Python everywhere, be damned with you, is a quick way to make enemies of people 10-20 years down the road who have to maintain your code. I was doing web development in the 1990s, and everybody used Perl. For everything. Now I work with a legacy Perl code base, and mod_perl seems to be completely abandoned, and it certainly hasn't been released for apache httpd 2.4 yet. We're using Perl because we have to, but not for new stuff. But for the Perl part of our system in bug fix maintenance mode, it is the appropriate language. We didn't have the attitude that we'd continue to use Perl for everything just because that's the way things were done. We were flexible enough to slowly switch over to PHP for certain things that we had been using Perl for.
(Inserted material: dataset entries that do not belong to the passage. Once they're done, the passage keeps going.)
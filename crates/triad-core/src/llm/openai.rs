//! OpenAI-compatible chat completions client.
//!
//! Works against api.openai.com as well as any server exposing the same
//! `/chat/completions` contract (Ollama, vLLM, LM Studio).

use async_trait::async_trait;
use reqwest::{Client, StatusCode};
use serde::{Deserialize, Serialize};
use tracing::{debug, error};

use super::{GenerationSettings, TextGenerator};
use crate::config::LlmConfig;
use crate::error::GenerationError;
use crate::{ApiKey, TriadError};

#[derive(Debug, Clone)]
pub struct OpenAiGenerator {
    settings: GenerationSettings,
    api_key: ApiKey,
    base_url: String,
    timeout_ms: u64,
    client: Client,
}

impl OpenAiGenerator {
    pub fn new(config: &LlmConfig, api_key: ApiKey) -> Result<Self, TriadError> {
        let client = Client::builder()
            .timeout(config.timeout())
            .build()
            .map_err(|err| {
                TriadError::InvalidConfiguration(format!("failed to build HTTP client: {err}"))
            })?;

        Ok(Self {
            settings: GenerationSettings::from(config),
            api_key,
            base_url: config.base_url.trim_end_matches('/').to_string(),
            timeout_ms: config.timeout_ms,
            client,
        })
    }

    fn classify_transport(&self, err: reqwest::Error) -> GenerationError {
        if err.is_timeout() {
            GenerationError::Timeout {
                after_ms: self.timeout_ms,
            }
        } else {
            GenerationError::Unavailable(err.to_string())
        }
    }
}

fn classify_status(status: StatusCode, body: String) -> GenerationError {
    if status == StatusCode::TOO_MANY_REQUESTS {
        GenerationError::RateLimited(body)
    } else if status.is_server_error() || status == StatusCode::REQUEST_TIMEOUT {
        GenerationError::Unavailable(format!("{status}: {body}"))
    } else {
        GenerationError::InvalidResponse(format!("{status}: {body}"))
    }
}

#[async_trait]
impl TextGenerator for OpenAiGenerator {
    async fn invoke(
        &self,
        system_prompt: &str,
        user_prompt: &str,
    ) -> Result<String, GenerationError> {
        debug!(
            model = %self.settings.model,
            prompt_len = user_prompt.len(),
            "requesting chat completion"
        );

        let url = format!("{}/chat/completions", self.base_url);
        let body = ChatRequest {
            model: &self.settings.model,
            messages: vec![
                ChatMessage {
                    role: "system",
                    content: system_prompt,
                },
                ChatMessage {
                    role: "user",
                    content: user_prompt,
                },
            ],
            temperature: self.settings.temperature,
            max_tokens: self.settings.max_tokens,
        };

        let response = self
            .client
            .post(&url)
            .bearer_auth(self.api_key.expose())
            .json(&body)
            .send()
            .await
            .map_err(|err| {
                error!(error = %err, "chat completion request failed");
                self.classify_transport(err)
            })?;

        let status = response.status();
        if !status.is_success() {
            let text = response.text().await.unwrap_or_default();
            error!(status = %status, body = %text, "provider returned error status");
            return Err(classify_status(status, text));
        }

        let parsed: ChatResponse = response.json().await.map_err(|err| {
            if err.is_timeout() {
                self.classify_transport(err)
            } else {
                GenerationError::InvalidResponse(format!("unparseable completion: {err}"))
            }
        })?;

        let content = parsed
            .choices
            .into_iter()
            .next()
            .and_then(|choice| choice.message.content)
            .filter(|content| !content.trim().is_empty())
            .ok_or_else(|| GenerationError::InvalidResponse("completion had no content".into()))?;

        if let Some(usage) = parsed.usage {
            debug!(
                prompt_tokens = usage.prompt_tokens,
                completion_tokens = usage.completion_tokens,
                "chat completion finished"
            );
        }

        Ok(content)
    }

    fn model_id(&self) -> &str {
        &self.settings.model
    }
}

#[derive(Debug, Serialize)]
struct ChatRequest<'a> {
    model: &'a str,
    messages: Vec<ChatMessage<'a>>,
    temperature: f32,
    max_tokens: u32,
}

#[derive(Debug, Serialize)]
struct ChatMessage<'a> {
    role: &'a str,
    content: &'a str,
}

#[derive(Debug, Deserialize)]
struct ChatResponse {
    choices: Vec<ChatChoice>,
    usage: Option<ChatUsage>,
}

#[derive(Debug, Deserialize)]
struct ChatChoice {
    message: ChoiceMessage,
}

#[derive(Debug, Deserialize)]
struct ChoiceMessage {
    content: Option<String>,
}

#[derive(Debug, Deserialize)]
struct ChatUsage {
    prompt_tokens: u32,
    completion_tokens: u32,
}

#[cfg(test)]
mod tests {
    use super::*;

    fn generator_for(base_url: String) -> OpenAiGenerator {
        let config = LlmConfig {
            base_url,
            model: "test-model".into(),
            timeout_ms: 2_000,
            ..LlmConfig::default()
        };
        OpenAiGenerator::new(&config, ApiKey::new("test-key")).unwrap()
    }

    #[tokio::test]
    async fn sends_system_and_user_prompts() {
        let mut server = mockito::Server::new_async().await;
        let mock = server
            .mock("POST", "/v1/chat/completions")
            .match_header("authorization", "Bearer test-key")
            .match_body(mockito::Matcher::PartialJson(serde_json::json!({
                "model": "test-model",
                "max_tokens": 500,
                "messages": [
                    {"role": "system", "content": "be brief"},
                    {"role": "user", "content": "What is Rust?"}
                ]
            })))
            .with_status(200)
            .with_header("content-type", "application/json")
            .with_body(
                r#"{
                    "choices": [{"message": {"role": "assistant", "content": "A language."}}],
                    "usage": {"prompt_tokens": 5, "completion_tokens": 3, "total_tokens": 8}
                }"#,
            )
            .create_async()
            .await;

        let generator = generator_for(format!("{}/v1", server.url()));
        let text = generator.invoke("be brief", "What is Rust?").await.unwrap();

        assert_eq!(text, "A language.");
        assert_eq!(generator.model_id(), "test-model");
        mock.assert_async().await;
    }

    #[tokio::test]
    async fn rate_limit_is_classified() {
        let mut server = mockito::Server::new_async().await;
        let _mock = server
            .mock("POST", "/v1/chat/completions")
            .with_status(429)
            .with_body(r#"{"error": {"message": "Rate limit reached"}}"#)
            .create_async()
            .await;

        let generator = generator_for(format!("{}/v1", server.url()));
        let err = generator.invoke("sys", "user").await.unwrap_err();
        assert!(matches!(err, GenerationError::RateLimited(_)));
    }

    #[tokio::test]
    async fn empty_choices_are_invalid() {
        let mut server = mockito::Server::new_async().await;
        let _mock = server
            .mock("POST", "/v1/chat/completions")
            .with_status(200)
            .with_header("content-type", "application/json")
            .with_body(r#"{"choices": []}"#)
            .create_async()
            .await;

        let generator = generator_for(format!("{}/v1", server.url()));
        let err = generator.invoke("sys", "user").await.unwrap_err();
        assert!(matches!(err, GenerationError::InvalidResponse(_)));
    }

    #[tokio::test]
    async fn server_errors_are_unavailable() {
        let mut server = mockito::Server::new_async().await;
        let _mock = server
            .mock("POST", "/v1/chat/completions")
            .with_status(503)
            .with_body("overloaded")
            .create_async()
            .await;

        let generator = generator_for(format!("{}/v1", server.url()));
        let err = generator.invoke("sys", "user").await.unwrap_err();
        assert!(matches!(err, GenerationError::Unavailable(_)));
        assert!(err.is_retryable());
    }

    #[test]
    fn client_errors_are_invalid_responses() {
        let err = classify_status(StatusCode::BAD_REQUEST, "bad".into());
        assert!(matches!(err, GenerationError::InvalidResponse(_)));
    }
}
Avoid fads like the plague. After 30 years of programming, I just ignore marketing. I have no gee whiz attitude about anything. I focus on perfecting my craft, learning how to program better, to debug better, to test better. Learning how to deliver code that works now and five years from now. All that is way more important than figuring how how some language is subjectively the best.
Hi everyone. Thanks for all of your comments. I just want to quickly elaborate on why I'm doing this and what I'm trying to do with this project: I am not trying to start a flamewar, annoy programmers, or hog attention. I am not aiming to master any of these languages after only a week. I'm not even trying to get "okay" at any of them. All I'm trying to get out of this project is a more broad understanding of the languages that are out there, and what, in a very general sense, each language is good for. My thought is that if I can get even one cool new idea or concept out of each week's programming language (like functional programming concepts from this week's foray into Haskell), I'll consider this project a success. Also, it will allow me in future to be able to quickly reference a new language if I need it for something I'm working on (not necessarily remember any syntax or anything, but at least to save myself some googling time). Thanks for your interest. Sincerely, Charles Dawson
As someone who pretty much only codes in python lately, I would agree except that I hate the fact that whitespace actually matters in python. I feel that this limits the utility of python while gaining only a modest increase to readability (according to some people).
I tend to agree. One thing I find annoying is that in order to temporarily comment out the body of a conditional you have to add a "pass" line. The ability to add members to classes at runtime has also created some situations for me that were very confusing to troubleshoot.